Source information –
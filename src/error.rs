//! Error taxonomy.
//!
//! Structural errors ([`ServiceError`]) abort a whole call. Per-task errors
//! ([`InvokeError`]) are folded into the batch response and never abort
//! sibling tasks. [`StorageError`] comes from the result store.

use axum::{
    http::StatusCode,
    response::{IntoResponse, Response},
    Json,
};
use chrono::{DateTime, Utc};
use serde::{Deserialize, Serialize};
use serde_json::json;

/// Errors that reject an entire dispatch, ingestion or query call.
#[derive(Debug, thiserror::Error)]
pub enum ServiceError {
    #[error("Invalid request: {0}")]
    Validation(String),

    #[error("Configuration error: {0}")]
    Configuration(String),

    #[error("Storage error: {0}")]
    Storage(#[from] StorageError),

    #[error("Not found: {0}")]
    NotFound(String),

    #[error("Internal error: {0}")]
    Internal(String),
}

impl ServiceError {
    /// HTTP status equivalent of this error.
    pub fn status_code(&self) -> StatusCode {
        match self {
            Self::Validation(_) => StatusCode::BAD_REQUEST,
            Self::NotFound(_) => StatusCode::NOT_FOUND,
            Self::Configuration(_) | Self::Storage(_) | Self::Internal(_) => {
                StatusCode::INTERNAL_SERVER_ERROR
            }
        }
    }

    /// Stable machine-readable code.
    pub fn kind(&self) -> &'static str {
        match self {
            Self::Validation(_) => "ValidationError",
            Self::Configuration(_) => "ConfigurationError",
            Self::Storage(_) => "StorageError",
            Self::NotFound(_) => "NotFound",
            Self::Internal(_) => "InternalError",
        }
    }
}

impl IntoResponse for ServiceError {
    fn into_response(self) -> Response {
        let status = self.status_code();
        if status.is_server_error() {
            tracing::error!("{}", self);
        } else {
            tracing::warn!("{}", self);
        }

        let body = Json(json!({
            "error": self.to_string(),
            "kind": self.kind(),
        }));

        (status, body).into_response()
    }
}

/// Which side of the Analyzer boundary a task failed on.
#[derive(Debug, Clone, Copy, PartialEq, Eq, Serialize, Deserialize)]
#[serde(rename_all = "snake_case")]
pub enum FailureKind {
    /// The submission itself failed or was rejected.
    Invocation,
    /// The Analyzer ran and reported a failed outcome.
    Analysis,
}

/// Per-task failure reported by a worker invoker.
#[derive(Debug, Clone, PartialEq, Eq, thiserror::Error)]
pub enum InvokeError {
    #[error("invocation failed: {0}")]
    Invocation(String),

    #[error("analysis failed: {0}")]
    Analysis(String),
}

impl InvokeError {
    pub fn kind(&self) -> FailureKind {
        match self {
            Self::Invocation(_) => FailureKind::Invocation,
            Self::Analysis(_) => FailureKind::Analysis,
        }
    }

    /// The bare message without the kind prefix.
    pub fn message(&self) -> &str {
        match self {
            Self::Invocation(m) | Self::Analysis(m) => m,
        }
    }
}

/// Result store failures.
#[derive(Debug, thiserror::Error)]
pub enum StorageError {
    #[error("I/O error: {0}")]
    Io(#[from] std::io::Error),

    #[error("serialization error: {0}")]
    Serialization(#[from] serde_json::Error),

    #[error("corrupt record at line {line}: {source}")]
    Corrupt {
        line: usize,
        #[source]
        source: serde_json::Error,
    },

    #[error("record for task {task_id} at {timestamp} already exists")]
    Duplicate {
        task_id: String,
        timestamp: DateTime<Utc>,
    },
}

pub type Result<T> = std::result::Result<T, ServiceError>;
//! Callback ingestion and result queries.

use super::clock::MonotonicClock;
use crate::config::CallbackConfig;
use crate::error::{Result, ServiceError};
use crate::ids;
use crate::models::{
    BatchResults, CallbackPayload, ResultRecord, StoredAck, TaskResults,
};
use crate::store::{stats, ResultStore, StatsPolicy};
use rust_decimal::Decimal;
use serde_json::{Map, Value};
use std::sync::Arc;
use tracing::{debug, info, warn};

/// Upper bound on records returned by a task query.
pub const MAX_TASK_RESULTS: usize = 10;

/// Receives out-of-band Analyzer results and answers result queries.
pub struct CallbackService {
    store: Arc<dyn ResultStore>,
    clock: MonotonicClock,
    reject_orphans: bool,
    stats_policy: StatsPolicy,
    query_limit: usize,
}

impl CallbackService {
    pub fn new(store: Arc<dyn ResultStore>) -> Self {
        Self {
            store,
            clock: MonotonicClock::new(),
            reject_orphans: false,
            stats_policy: StatsPolicy::default(),
            query_limit: MAX_TASK_RESULTS,
        }
    }

    pub fn with_config(store: Arc<dyn ResultStore>, config: &CallbackConfig, stats_policy: StatsPolicy) -> Self {
        Self {
            reject_orphans: config.reject_orphans,
            stats_policy,
            query_limit: config.query_limit.clamp(1, MAX_TASK_RESULTS),
            ..Self::new(store)
        }
    }

    /// Refuse callbacks that carry no task id at all instead of storing them
    /// under a fresh, disconnected id.
    pub fn reject_orphans(mut self, reject: bool) -> Self {
        self.reject_orphans = reject;
        self
    }

    pub fn stats_policy(mut self, policy: StatsPolicy) -> Self {
        self.stats_policy = policy;
        self
    }

    /// Store one callback as a new record.
    ///
    /// The task id comes from the callback address, then the body, then a
    /// fresh id. The batch id comes from the body, then `metadata.batch_id`,
    /// then a fresh id. The timestamp is assigned here.
    pub async fn ingest(
        &self,
        address_task_id: Option<&str>,
        payload: CallbackPayload,
    ) -> Result<StoredAck> {
        let task_id = match ids::non_blank(address_task_id)
            .or_else(|| ids::non_blank(payload.task_id.as_deref()))
        {
            Some(id) => id.to_string(),
            None if self.reject_orphans => {
                return Err(ServiceError::Validation(
                    "callback carries no task_id in its address or body".to_string(),
                ));
            }
            None => {
                let generated = ids::new_id();
                warn!(
                    "Callback without task_id stored under generated id {}",
                    generated
                );
                generated
            }
        };

        let metadata = payload.metadata.clone().unwrap_or_default();
        let batch_id = ids::resolve(
            ids::non_blank(payload.batch_id.as_deref())
                .or_else(|| metadata.get("batch_id").and_then(Value::as_str)),
        );

        let record = ResultRecord {
            task_id,
            timestamp: self.clock.now(),
            batch_id,
            status: payload.record_status(),
            file_url: payload.file_url.unwrap_or_default(),
            results: payload.results.unwrap_or_else(|| Value::Object(Map::new())),
            error_message: payload.error.unwrap_or_default(),
            processing_time: payload.processing_time.unwrap_or(Decimal::ZERO),
            metadata,
        };

        let ack = StoredAck {
            message: "Callback received and stored".to_string(),
            task_id: record.task_id.clone(),
            batch_id: record.batch_id.clone(),
            timestamp: record.timestamp,
        };

        debug!(
            "Storing {} record for task {} at {}",
            record.status, record.task_id, record.timestamp
        );
        self.store.put(record).await?;

        info!(
            "Callback stored for task_id: {}, batch_id: {}",
            ack.task_id, ack.batch_id
        );
        Ok(ack)
    }

    /// Most recent records of a task, newest first. `limit` is clamped to
    /// the configured query limit.
    pub async fn task_results(&self, task_id: &str, limit: Option<usize>) -> Result<TaskResults> {
        let limit = limit
            .unwrap_or(self.query_limit)
            .clamp(1, self.query_limit);
        let results = self.store.get_by_task(task_id, limit).await?;

        Ok(TaskResults {
            task_id: task_id.to_string(),
            count: results.len(),
            results,
        })
    }

    /// Every record of a batch, newest first, with statistics.
    pub async fn batch_results(&self, batch_id: &str) -> Result<BatchResults> {
        let results = self.store.get_by_batch(batch_id).await?;
        let statistics = stats::tally(&results, self.stats_policy);

        Ok(BatchResults {
            batch_id: batch_id.to_string(),
            results,
            statistics,
        })
    }
}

Description of the task –
Please restate, word for word, the lines of the entries that run from the first line through the one holding "pub fn kind(&self) -> &'static", and add nothing.

Answer area –
filename src/error.rs
//! Error taxonomy.
//!
//! Structural errors ([`ServiceError`]) abort a whole call. Per-task errors
//! ([`InvokeError`]) are folded into the batch response and never abort
//! sibling tasks. [`StorageError`] comes from the result store.

use axum::{
    http::StatusCode,
    response::{IntoResponse, Response},
    Json,
};
use chrono::{DateTime, Utc};
use serde::{Deserialize, Serialize};
use serde_json::json;

/// Errors that reject an entire dispatch, ingestion or query call.
#[derive(Debug, thiserror::Error)]
pub enum ServiceError {
    #[error("Invalid request: {0}")]
    Validation(String),

    #[error("Configuration error: {0}")]
    Configuration(String),

    #[error("Storage error: {0}")]
    Storage(#[from] StorageError),

    #[error("Not found: {0}")]
    NotFound(String),

    #[error("Internal error: {0}")]
    Internal(String),
}

impl ServiceError {
    /// HTTP status equivalent of this error.
    pub fn status_code(&self) -> StatusCode {
        match self {
            Self::Validation(_) => StatusCode::BAD_REQUEST,
            Self::NotFound(_) => StatusCode::NOT_FOUND,
            Self::Configuration(_) | Self::Storage(_) | Self::Internal(_) => {
                StatusCode::INTERNAL_SERVER_ERROR
            }
        }
    }

    /// Stable machine-readable code.
    pub fn kind(&self) -> &'static str {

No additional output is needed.